▸ Task goal: Beginning with the line below that contains "if urls.iter().any(|url| url.trim().is_empty())" and ending with the line that contains "use iptv_relay_protocol::ProxyRule;", copy every line exactly. Copy nothing else.

============

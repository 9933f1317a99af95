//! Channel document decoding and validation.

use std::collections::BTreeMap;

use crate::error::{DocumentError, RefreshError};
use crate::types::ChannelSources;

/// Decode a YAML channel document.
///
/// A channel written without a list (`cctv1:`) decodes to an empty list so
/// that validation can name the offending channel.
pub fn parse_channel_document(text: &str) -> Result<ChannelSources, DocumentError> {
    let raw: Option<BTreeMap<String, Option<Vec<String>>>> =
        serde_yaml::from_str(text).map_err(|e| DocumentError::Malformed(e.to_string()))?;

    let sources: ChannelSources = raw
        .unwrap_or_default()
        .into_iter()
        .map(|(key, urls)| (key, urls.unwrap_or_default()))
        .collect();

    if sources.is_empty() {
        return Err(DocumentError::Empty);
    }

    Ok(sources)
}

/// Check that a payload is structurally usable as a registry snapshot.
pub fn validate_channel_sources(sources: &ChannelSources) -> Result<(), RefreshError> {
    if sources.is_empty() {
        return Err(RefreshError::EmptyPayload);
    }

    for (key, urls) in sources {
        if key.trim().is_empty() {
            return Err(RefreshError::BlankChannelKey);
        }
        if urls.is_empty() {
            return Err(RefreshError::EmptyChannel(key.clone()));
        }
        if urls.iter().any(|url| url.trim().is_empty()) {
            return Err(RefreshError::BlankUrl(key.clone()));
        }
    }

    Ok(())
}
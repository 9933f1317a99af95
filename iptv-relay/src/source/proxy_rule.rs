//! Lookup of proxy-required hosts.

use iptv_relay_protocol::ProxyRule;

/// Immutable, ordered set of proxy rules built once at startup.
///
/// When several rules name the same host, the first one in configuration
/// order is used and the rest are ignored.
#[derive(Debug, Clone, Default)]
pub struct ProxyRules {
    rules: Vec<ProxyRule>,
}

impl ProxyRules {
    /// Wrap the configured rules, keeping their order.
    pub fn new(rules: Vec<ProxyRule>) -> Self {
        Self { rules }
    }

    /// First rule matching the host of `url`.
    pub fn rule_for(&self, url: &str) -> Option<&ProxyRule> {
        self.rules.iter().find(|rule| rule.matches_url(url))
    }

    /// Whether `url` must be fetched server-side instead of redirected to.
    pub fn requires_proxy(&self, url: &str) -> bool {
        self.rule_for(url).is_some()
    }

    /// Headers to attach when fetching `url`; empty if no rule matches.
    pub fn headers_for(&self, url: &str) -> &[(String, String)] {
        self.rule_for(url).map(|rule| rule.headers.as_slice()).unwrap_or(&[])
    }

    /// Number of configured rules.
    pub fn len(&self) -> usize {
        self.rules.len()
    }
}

============

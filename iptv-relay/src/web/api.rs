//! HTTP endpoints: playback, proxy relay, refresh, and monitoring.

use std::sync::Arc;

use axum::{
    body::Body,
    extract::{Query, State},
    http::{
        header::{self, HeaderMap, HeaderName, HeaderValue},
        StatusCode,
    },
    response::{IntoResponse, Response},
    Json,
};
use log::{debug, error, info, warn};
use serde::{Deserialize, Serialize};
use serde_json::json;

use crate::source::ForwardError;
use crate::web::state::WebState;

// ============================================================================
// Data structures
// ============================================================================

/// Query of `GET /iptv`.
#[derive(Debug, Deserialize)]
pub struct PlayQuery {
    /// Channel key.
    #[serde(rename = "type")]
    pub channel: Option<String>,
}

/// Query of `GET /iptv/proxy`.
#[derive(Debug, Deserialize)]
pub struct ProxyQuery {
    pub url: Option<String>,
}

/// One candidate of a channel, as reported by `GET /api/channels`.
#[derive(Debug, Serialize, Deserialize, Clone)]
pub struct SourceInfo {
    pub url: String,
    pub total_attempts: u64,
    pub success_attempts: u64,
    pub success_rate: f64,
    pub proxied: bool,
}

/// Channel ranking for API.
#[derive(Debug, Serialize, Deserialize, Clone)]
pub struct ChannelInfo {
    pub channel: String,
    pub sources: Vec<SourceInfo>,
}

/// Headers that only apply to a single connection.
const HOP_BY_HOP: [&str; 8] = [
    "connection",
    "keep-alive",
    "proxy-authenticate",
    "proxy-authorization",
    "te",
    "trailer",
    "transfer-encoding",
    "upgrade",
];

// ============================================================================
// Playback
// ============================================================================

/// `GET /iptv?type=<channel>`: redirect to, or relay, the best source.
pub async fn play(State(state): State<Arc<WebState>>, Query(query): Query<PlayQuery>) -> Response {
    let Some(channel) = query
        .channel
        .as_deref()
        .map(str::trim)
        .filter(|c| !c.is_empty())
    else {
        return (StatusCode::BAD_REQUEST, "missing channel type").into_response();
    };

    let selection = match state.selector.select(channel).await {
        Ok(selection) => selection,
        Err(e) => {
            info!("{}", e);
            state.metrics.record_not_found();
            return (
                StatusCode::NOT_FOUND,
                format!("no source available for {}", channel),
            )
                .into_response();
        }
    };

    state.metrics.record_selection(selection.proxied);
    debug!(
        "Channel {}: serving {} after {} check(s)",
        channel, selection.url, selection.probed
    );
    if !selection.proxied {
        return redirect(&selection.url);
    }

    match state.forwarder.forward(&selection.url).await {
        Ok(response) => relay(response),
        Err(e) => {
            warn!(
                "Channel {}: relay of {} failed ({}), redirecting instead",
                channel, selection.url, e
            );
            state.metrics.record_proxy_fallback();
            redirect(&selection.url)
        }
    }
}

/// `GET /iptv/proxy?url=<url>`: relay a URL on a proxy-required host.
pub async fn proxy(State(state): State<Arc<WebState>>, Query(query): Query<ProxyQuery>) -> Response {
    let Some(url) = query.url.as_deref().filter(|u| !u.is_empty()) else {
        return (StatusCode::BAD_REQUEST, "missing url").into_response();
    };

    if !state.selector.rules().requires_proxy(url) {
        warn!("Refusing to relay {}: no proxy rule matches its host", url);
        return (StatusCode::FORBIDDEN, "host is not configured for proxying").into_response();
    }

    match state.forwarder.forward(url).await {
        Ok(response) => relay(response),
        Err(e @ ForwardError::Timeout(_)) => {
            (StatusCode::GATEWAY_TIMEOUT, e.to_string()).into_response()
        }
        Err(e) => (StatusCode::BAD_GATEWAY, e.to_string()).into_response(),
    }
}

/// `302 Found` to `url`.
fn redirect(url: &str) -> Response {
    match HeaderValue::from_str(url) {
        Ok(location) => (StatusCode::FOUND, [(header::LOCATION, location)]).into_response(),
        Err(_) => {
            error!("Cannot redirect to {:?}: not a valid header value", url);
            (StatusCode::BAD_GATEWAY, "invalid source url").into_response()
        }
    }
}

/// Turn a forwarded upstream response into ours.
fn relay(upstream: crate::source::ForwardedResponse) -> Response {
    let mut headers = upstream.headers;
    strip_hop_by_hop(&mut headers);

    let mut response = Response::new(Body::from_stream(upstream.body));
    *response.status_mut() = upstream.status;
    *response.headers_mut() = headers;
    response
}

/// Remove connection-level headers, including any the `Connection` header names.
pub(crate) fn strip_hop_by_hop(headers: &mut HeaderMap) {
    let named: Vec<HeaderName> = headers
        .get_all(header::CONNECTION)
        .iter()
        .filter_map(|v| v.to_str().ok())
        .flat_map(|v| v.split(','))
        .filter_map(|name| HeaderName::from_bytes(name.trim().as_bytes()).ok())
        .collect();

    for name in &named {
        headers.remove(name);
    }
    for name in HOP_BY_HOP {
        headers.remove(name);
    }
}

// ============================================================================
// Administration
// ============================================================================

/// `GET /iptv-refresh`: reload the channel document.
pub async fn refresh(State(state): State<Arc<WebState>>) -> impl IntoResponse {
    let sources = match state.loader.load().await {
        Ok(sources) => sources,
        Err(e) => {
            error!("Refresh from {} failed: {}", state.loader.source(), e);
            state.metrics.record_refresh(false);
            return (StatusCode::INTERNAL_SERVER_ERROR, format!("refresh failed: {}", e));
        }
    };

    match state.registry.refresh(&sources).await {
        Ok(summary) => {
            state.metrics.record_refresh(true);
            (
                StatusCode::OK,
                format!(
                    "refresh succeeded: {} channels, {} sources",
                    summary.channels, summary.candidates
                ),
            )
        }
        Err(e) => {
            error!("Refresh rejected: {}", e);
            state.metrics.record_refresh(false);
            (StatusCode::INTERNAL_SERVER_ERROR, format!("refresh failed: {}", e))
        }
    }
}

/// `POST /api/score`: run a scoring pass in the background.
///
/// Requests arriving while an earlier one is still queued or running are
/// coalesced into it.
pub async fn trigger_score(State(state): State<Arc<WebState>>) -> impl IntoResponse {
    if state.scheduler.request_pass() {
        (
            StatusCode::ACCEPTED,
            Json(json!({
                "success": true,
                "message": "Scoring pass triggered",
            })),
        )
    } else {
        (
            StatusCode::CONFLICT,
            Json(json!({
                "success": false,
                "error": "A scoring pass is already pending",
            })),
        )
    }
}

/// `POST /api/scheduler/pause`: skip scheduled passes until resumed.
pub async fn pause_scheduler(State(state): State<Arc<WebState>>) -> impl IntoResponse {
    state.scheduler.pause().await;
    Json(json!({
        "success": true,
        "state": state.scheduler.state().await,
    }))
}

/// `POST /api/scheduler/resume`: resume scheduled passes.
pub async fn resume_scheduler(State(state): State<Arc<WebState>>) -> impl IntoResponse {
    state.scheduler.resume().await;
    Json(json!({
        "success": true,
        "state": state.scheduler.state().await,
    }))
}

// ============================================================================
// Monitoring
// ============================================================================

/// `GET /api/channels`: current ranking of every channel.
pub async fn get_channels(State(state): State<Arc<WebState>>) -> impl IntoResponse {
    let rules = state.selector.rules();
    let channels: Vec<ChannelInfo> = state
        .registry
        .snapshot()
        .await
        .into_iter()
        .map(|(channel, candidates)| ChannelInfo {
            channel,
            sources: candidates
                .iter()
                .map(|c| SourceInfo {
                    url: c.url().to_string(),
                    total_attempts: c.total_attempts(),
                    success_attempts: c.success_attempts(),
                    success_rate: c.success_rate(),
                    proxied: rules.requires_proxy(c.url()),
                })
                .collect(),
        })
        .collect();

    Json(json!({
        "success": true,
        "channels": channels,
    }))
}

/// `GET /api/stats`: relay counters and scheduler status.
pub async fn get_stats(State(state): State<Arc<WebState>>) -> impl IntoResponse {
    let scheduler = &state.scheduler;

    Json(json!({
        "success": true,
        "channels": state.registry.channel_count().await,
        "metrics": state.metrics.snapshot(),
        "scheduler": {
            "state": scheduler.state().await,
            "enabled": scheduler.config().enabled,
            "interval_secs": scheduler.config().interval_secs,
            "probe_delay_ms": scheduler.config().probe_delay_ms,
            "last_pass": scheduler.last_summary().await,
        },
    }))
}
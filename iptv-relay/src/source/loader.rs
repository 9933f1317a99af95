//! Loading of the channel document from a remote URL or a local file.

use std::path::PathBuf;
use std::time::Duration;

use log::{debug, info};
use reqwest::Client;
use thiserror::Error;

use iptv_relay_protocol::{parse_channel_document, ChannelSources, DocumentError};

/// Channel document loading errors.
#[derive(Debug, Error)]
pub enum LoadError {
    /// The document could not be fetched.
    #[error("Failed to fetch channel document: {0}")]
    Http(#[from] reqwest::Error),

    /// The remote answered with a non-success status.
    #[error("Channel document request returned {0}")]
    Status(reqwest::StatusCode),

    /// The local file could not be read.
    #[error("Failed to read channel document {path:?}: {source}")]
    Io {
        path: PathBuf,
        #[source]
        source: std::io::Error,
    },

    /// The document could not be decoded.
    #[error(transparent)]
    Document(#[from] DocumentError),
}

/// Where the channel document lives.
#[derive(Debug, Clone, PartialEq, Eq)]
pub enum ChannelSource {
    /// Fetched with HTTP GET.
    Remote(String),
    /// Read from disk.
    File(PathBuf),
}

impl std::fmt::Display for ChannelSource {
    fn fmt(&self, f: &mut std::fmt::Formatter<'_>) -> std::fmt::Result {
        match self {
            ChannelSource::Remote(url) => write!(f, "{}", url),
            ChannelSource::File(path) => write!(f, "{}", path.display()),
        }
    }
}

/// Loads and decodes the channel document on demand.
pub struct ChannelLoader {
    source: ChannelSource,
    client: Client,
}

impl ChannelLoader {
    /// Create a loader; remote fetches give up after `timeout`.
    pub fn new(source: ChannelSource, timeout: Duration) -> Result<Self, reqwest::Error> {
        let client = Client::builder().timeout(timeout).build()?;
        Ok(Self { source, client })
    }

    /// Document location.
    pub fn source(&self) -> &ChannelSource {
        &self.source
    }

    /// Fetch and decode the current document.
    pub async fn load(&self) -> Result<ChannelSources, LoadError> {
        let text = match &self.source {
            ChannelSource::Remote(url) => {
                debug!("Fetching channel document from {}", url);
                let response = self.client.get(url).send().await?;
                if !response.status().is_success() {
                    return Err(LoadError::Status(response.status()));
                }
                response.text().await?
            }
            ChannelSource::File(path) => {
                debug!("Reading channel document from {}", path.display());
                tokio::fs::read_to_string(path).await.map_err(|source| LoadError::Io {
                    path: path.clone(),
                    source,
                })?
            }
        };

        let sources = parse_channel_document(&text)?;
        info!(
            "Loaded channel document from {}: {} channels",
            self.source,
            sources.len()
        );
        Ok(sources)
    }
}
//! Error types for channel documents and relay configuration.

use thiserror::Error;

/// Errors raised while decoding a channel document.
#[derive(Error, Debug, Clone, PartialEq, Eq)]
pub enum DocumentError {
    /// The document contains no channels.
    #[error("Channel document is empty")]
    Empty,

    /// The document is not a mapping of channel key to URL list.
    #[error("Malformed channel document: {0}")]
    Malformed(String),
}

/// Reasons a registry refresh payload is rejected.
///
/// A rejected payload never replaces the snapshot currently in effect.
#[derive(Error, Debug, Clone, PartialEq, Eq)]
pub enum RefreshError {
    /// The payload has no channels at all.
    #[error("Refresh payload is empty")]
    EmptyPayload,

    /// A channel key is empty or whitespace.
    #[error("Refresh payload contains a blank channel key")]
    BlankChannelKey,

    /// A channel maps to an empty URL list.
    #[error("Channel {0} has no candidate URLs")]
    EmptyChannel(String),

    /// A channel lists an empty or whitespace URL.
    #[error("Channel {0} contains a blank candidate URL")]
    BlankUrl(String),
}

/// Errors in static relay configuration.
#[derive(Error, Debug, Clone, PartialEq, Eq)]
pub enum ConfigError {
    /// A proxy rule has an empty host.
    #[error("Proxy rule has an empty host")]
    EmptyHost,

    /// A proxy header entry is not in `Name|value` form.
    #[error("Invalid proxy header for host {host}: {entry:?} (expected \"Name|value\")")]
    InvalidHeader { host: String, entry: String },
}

============

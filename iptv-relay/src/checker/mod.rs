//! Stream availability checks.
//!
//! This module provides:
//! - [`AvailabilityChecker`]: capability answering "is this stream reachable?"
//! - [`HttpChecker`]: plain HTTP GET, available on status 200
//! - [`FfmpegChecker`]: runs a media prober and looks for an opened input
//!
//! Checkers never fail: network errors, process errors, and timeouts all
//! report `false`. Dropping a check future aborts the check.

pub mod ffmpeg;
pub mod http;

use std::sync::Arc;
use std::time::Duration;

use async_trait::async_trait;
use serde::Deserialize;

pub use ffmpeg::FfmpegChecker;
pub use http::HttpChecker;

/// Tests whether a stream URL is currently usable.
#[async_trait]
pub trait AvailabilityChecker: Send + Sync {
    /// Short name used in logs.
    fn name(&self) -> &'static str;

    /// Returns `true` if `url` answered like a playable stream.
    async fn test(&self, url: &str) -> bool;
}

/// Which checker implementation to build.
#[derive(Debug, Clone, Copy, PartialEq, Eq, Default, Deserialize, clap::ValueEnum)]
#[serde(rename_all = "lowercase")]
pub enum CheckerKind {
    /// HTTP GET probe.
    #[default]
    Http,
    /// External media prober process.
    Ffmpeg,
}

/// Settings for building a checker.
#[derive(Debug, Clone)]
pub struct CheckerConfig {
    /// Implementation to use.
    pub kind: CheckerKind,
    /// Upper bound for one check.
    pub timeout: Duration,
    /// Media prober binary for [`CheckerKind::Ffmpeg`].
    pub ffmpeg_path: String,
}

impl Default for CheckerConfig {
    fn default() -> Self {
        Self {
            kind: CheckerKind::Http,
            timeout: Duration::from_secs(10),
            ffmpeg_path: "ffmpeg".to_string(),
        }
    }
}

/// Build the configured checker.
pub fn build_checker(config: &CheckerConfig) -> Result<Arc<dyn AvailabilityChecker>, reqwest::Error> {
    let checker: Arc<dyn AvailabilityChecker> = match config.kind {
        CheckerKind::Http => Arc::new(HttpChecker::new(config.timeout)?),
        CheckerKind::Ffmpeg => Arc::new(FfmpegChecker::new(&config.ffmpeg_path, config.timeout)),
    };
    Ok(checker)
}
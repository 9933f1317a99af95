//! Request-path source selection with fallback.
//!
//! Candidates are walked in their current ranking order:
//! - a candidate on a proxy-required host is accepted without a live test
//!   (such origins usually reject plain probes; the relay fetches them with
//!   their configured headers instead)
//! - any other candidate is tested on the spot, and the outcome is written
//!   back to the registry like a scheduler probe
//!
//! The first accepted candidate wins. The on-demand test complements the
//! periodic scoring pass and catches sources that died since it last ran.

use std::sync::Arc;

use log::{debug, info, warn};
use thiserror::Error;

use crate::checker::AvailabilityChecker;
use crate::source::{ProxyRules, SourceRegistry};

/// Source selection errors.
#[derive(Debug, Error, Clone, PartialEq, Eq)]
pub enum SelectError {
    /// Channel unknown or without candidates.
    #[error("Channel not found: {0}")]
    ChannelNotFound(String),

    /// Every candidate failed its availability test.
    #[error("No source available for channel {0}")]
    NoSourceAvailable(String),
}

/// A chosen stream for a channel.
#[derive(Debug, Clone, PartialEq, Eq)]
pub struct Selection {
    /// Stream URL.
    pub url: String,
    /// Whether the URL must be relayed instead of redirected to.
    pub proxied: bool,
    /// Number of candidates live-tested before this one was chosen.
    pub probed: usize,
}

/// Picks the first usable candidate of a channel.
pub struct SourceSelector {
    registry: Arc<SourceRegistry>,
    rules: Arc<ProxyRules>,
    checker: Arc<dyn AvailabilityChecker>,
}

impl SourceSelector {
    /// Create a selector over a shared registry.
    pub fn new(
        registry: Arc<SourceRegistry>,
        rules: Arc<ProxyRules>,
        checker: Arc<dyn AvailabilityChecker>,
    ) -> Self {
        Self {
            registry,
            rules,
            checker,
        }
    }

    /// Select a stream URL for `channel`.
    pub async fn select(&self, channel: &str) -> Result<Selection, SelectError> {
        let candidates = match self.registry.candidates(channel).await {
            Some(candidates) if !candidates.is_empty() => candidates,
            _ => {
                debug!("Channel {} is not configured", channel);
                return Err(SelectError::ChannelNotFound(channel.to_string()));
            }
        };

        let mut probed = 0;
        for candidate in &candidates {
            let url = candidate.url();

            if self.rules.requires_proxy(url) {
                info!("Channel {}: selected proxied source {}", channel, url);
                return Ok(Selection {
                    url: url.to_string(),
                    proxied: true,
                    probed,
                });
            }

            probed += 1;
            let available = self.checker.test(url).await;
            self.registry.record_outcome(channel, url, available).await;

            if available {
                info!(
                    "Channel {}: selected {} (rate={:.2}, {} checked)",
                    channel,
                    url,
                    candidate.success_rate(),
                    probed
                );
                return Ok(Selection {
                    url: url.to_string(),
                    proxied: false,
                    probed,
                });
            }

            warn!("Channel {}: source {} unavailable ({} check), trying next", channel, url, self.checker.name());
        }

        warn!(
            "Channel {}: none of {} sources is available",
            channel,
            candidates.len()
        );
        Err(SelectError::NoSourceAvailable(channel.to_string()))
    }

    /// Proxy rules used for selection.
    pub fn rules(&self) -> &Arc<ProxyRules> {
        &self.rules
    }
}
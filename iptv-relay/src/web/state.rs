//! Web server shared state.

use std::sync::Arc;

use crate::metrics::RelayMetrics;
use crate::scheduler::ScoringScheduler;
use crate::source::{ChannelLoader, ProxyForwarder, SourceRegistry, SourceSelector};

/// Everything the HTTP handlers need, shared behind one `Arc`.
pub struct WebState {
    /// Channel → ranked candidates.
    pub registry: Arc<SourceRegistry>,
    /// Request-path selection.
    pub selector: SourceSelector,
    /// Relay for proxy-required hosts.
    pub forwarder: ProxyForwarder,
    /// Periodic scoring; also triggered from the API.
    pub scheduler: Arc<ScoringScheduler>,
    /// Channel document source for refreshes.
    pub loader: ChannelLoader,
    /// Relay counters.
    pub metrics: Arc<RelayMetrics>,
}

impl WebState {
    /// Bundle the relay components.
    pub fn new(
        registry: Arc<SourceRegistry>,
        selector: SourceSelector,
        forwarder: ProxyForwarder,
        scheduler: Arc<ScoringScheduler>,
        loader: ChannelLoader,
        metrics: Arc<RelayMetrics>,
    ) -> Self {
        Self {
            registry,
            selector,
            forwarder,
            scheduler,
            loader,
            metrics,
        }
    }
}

============

▸ Result:
        if urls.iter().any(|url| url.trim().is_empty()) {
            return Err(RefreshError::BlankUrl(key.clone()));
        }
    }

    Ok(())
}
repository 9933f1317a99af95
filename iptv-relay/src/source/proxy_rule.rs
//! Lookup of proxy-required hosts.

use iptv_relay_protocol::ProxyRule;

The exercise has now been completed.